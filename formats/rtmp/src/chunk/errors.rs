use std::{backtrace::Backtrace as StdBacktrace, io};

use thiserror::Error;

type Bt = StdBacktrace;

#[derive(Error, Debug)]
pub enum ChunkMessageError {
    #[error("io error: {0}")]
    Io(#[from] io::Error),
    #[error("unexpected fmt bits: {0:#b}")]
    UnexpectedFmt(u8),
    #[error("unknown message type: {type_id}, backtrace: {backtrace}")]
    UnknownMessageType { type_id: u8, backtrace: Bt },
    #[error("invalid csid: {0}")]
    InvalidBasicHeader(String),
    #[error("chunk stream start violation: {0}")]
    ChunkStreamStart(String),
    #[error("message payload length out of range: {0}")]
    InvalidMessagePayloadSize(u32),
    #[error("chunk size below protocol minimum: {0}")]
    InvalidChunkSize(usize),
    #[error("unexpected amf type: {0}")]
    UnexpectedAmfType(String),
    #[error("unexpected command name: {0}")]
    UnexpectedCommandName(String),
    #[error("invalid tcUrl: {0}")]
    InvalidTcUrl(String),
    #[error("unknown user control event type: {0}")]
    UnknownEventType(u16),
    #[error("invalid message: {0}")]
    InvalidMessage(String),
    #[error("amf codec failed: {0}")]
    Amf(#[from] amf::errors::AmfError),
}

pub type ChunkMessageResult<T> = Result<T, ChunkMessageError>;
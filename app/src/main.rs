use clap::Parser;
use rtmp_server::{config::RtmpServerConfig, consts::OUT_CHUNK_SIZE, server::RtmpServer};
use stream_center::stream_center::StreamCenter;
use tokio::signal;
use tracing::Dispatch;
use tracing_subscriber::EnvFilter;

mod cli;
mod errors;
mod util;

#[tokio::main]
async fn main() {
    let args = cli::AppCli::parse();
    let level = match util::parse_log_level(&args.log_level) {
        Ok(level) => level,
        Err(err) => {
            eprintln!("{}", err);
            std::process::exit(1);
        }
    };

    let subscriber = tracing_subscriber::fmt()
        .with_max_level(level)
        .compact()
        .with_file(true)
        .with_line_number(true)
        .with_thread_names(true)
        .with_target(true)
        .with_env_filter(
            EnvFilter::try_from_env("RILL_LOG")
                .unwrap_or_else(|_| EnvFilter::new(args.log_level.clone())),
        )
        .finish();
    tracing::dispatcher::set_global_default(Dispatch::new(subscriber))
        .expect("no other global subscriber is installed at startup");

    tracing::info!("rill is starting");

    let mut stream_center = StreamCenter::new();
    let config = RtmpServerConfig {
        port: args.listen_port,
        chunk_size: OUT_CHUNK_SIZE,
        read_timeout_ms: 10_000,
        write_timeout_ms: 10_000,
    };
    let mut rtmp_server = RtmpServer::new(&config, stream_center.get_event_sender());

    tokio::spawn(async move { stream_center.run().await });
    tokio::spawn(async move {
        if let Err(err) = rtmp_server.run().await {
            // the listener itself failed, nothing left to serve
            tracing::error!("rtmp server exited: {:?}", err);
            std::process::exit(1);
        }
    });

    tracing::info!("rill is serving rtmp on port {}", args.listen_port);
    let _ = signal::ctrl_c().await;
    tracing::info!("rill is shutting down");
}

★ ★ ★ ★ ★ ★ ★

* [Action item]:
Count the lines of the entries above in which the string "Dispatch" appears. Supply the number only.

* [Response area]:
2